I can easily imagine people wanting spices and for the purposes benbreen (the OP) says, including as components of drugs (in the medieval sense of drugs as described).
But a key to spice trade puzzle, for me, is the transport cost. Some shipped almost all the way around Eurasia, the long way. I know sea transport was and is relatively very inexpensive, but how much did it cost in the technology of the time? And they also had the overhead of military costs. What was the total cost of procuring spices, if that can be calculated?
(Also, I'm not quite clear about the time period this history describes. Freedman's book's title says it's about the medieval period, but most examples in the article seem to be early modern. It's starting to sound like a wide swath of history.)
The key to spice trade is TINA - There is no alternative - in financial terms. The largest form of investment in Middle Ages had been farmland with average ROI of c.a. 7-8 percent but no guarantee (wars, diseases, crop failure). The ROI of spice trade was 200-300 percent over similar period.
So if you wanted double you capital it was either spice trade or investing in land for 20 years.
And the cost? It is like asking Citadel about their servers costs....
Sea transport was hugely expensive and risky: building giant ships, supplying and paying crews for voyages lasting years, and huge rates of loss (20% was common). But unlike land transport, it scaled very well, so this was a direct trigger for creating companies as we know them: merchants would band together to finance the expeditions, and then collect outsize returns (400%+ was not uncommon) for successful ones, much like VCs today.
I'm sure this is well-known, but the dutch East India Company invented investing, having investors invest in a future voyage, paying the upfront cost of the journey, reducing the risk of the company, and if the journey was successful they would get a profit. https://en.wikipedia.org/wiki/Dutch_East_India_Company
Risk sharing with investors predates the VOC by a few centuries if not millennia. iirc Hansa merchants invested in the modern sense and the Code of Hammurabi, written around 1700 BCE, provides a legal framework to things that could be construed as invested. The Italian republics, China, etc. probably have more of the same.

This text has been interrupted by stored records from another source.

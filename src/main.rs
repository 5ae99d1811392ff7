use clap::{Parser, Subcommand};
use lorepedia::{generate, import, page, store};
use std::fs;
use std::path::PathBuf;

const STYLESHEET: &str = include_str!("../static/style.css");

/// Category ids that seed the render traversal when none are given.
/// Not every category in the store is necessarily rendered.
const DEFAULT_ROOTS: [i64; 6] = [6, 7, 8, 16, 20, 32];

#[derive(Parser)]
#[command(name = "lorepedia")]
#[command(about = "Static encyclopedia generator for hierarchical game data")]
#[command(long_about = "\
Static encyclopedia generator for hierarchical game data

Two-stage batch pipeline. `import` flattens the YAML definition documents
(categories.yaml, groups.yaml, types.yaml) into a SQLite store, replacing
any prior contents. `render` walks the store from a set of root category
ids and writes one cross-linked HTML document per category, group, and
type, plus an index.

Output structure:

  docs/
  ├── index.html            # Root category table
  ├── style.css             # Shared stylesheet
  ├── category/<id>.html    # One per rendered category
  ├── group/<id>.html       # One per group
  └── type/<id>.html        # One per type")]
#[command(version)]
struct Cli {
    /// SQLite store path
    #[arg(long, default_value = "lorepedia.sqlite", global = true)]
    db: PathBuf,

    #[command(subcommand)]
    command: Command,
}

#[derive(Subcommand)]
enum Command {
    /// Import the YAML definition documents, replacing the entire store
    Import {
        /// Directory containing categories.yaml, groups.yaml, types.yaml
        #[arg(long, default_value = "fsd")]
        source: PathBuf,
    },
    /// Render the HTML documentation tree from the current store contents
    Render {
        /// Output directory
        #[arg(long, default_value = "docs")]
        output: PathBuf,

        /// Root category ids seeding the traversal
        #[arg(long, value_delimiter = ',', default_values_t = DEFAULT_ROOTS)]
        roots: Vec<i64>,

        /// Index page title
        #[arg(long, default_value = "Lorepedia")]
        title: String,
    },
}

fn main() -> Result<(), Box<dyn std::error::Error>> {
    let cli = Cli::parse();
    let mut store = store::Store::open(&cli.db)?;

    match cli.command {
        Command::Import { source } => {
            println!("==> Importing {}", source.display());
            import::import(&mut store, &source)?;
            println!("==> Store replaced: {}", cli.db.display());
        }
        Command::Render {
            output,
            roots,
            title,
        } => {
            println!("==> Rendering to {}", output.display());
            bootstrap_output(&output)?;
            let writer = page::PageWriter::new(&output);
            generate::render_site(&store, &writer, &roots, &title)?;
            println!("==> Site generated at {}", output.display());
        }
    }

    Ok(())
}

/// Create the output directory tree and place the shared stylesheet in the
/// root and each subdirectory, so every page can link it as `./style.css`.
fn bootstrap_output(output: &std::path::Path) -> std::io::Result<()> {
    for sub in ["", "category", "group", "type"] {
        let dir = output.join(sub);
        fs::create_dir_all(&dir)?;
        fs::write(dir.join("style.css"), STYLESHEET)?;
    }
    Ok(())
}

> They are more like nutmeg, sugar, or tea: slightly mood-altering, perhaps.
This line struck me and particularly the mention of tea.
While tea is only slightly mood-altering, the fact that tea was made with boiled water must have had some larger impact given that it reduced the odds of getting a water borne disease. Yes, you could argue that beer/mead etc also had to be boiled but alcohol is a depressant.
The combination of boiled water and a small amount of caffeine being used by a population not used to it must have been a big deal.
> It was common for workers who engaged in laborious tasks to drink more than ten imperial pints (5.7 litres) of small beer a day to quench their thirst
Author here - I love Dune and mostly just used the phrase for the title. But I did write this about Herbert and the drug/spice trade which might be of interest: https://lareviewofbooks.org/article/pharmacology/
...Paul turned back to look at the Emperor, said: ‘When they permitted you to mount your father’s throne, it was only on the assurance that you’d keep the spice flowing. You’ve failed them, Majesty. Do you know the consequences?’ ‘Nobody permitted me to—’ ...
And
... The spice flow, that’s their river, and I have built a dam. But my dam is such that you cannot destroy it without destroying the river. ...’
I've read all of the Herbert's Dune before watching Lynch movie, cited phrase above stood out to me at the time even when embedded within the broader context of a dialogue. Its possible though that I've picked it up from someone who picked it also up from the movie, sure.
Yes, quite contrary to my expectations. The phrase isn't even used outside of the title. I always knew it only as a Dune reference; was the actual spice trade ever described in such terms?
Ah yes, hundreds of years of global spice trade and colonisation for the sake of spices, yet the flavors that stuck were salt and pepper. I am so disappointed.
An article that talks of the history of spice, but doesn't mention Indian spice origins alongside Ayurvedic texts. Perhaps should be renamed to "more recent spice trade from a western lense view"
if you like spices history, there's this account on twitter that talks about spices in middle ages with main focus of spices in SEA countries. siwaratrikalpa or something i can't really remember.
But a key to spice trade puzzle, for me, is the transport cost. Some shipped almost all the way around Eurasia, the long way. I know sea transport was and is relatively very inexpensive, but how much did it cost in the technology of the time? And they also had the overhead of military costs. What was the total cost of procuring spices, if that can be calculated?
(Also, I'm not quite clear about the time period this history describes. Freedman's book's title says it's about the medieval period, but most examples in the article seem to be early modern. It's starting to sound like a wide swath of history.)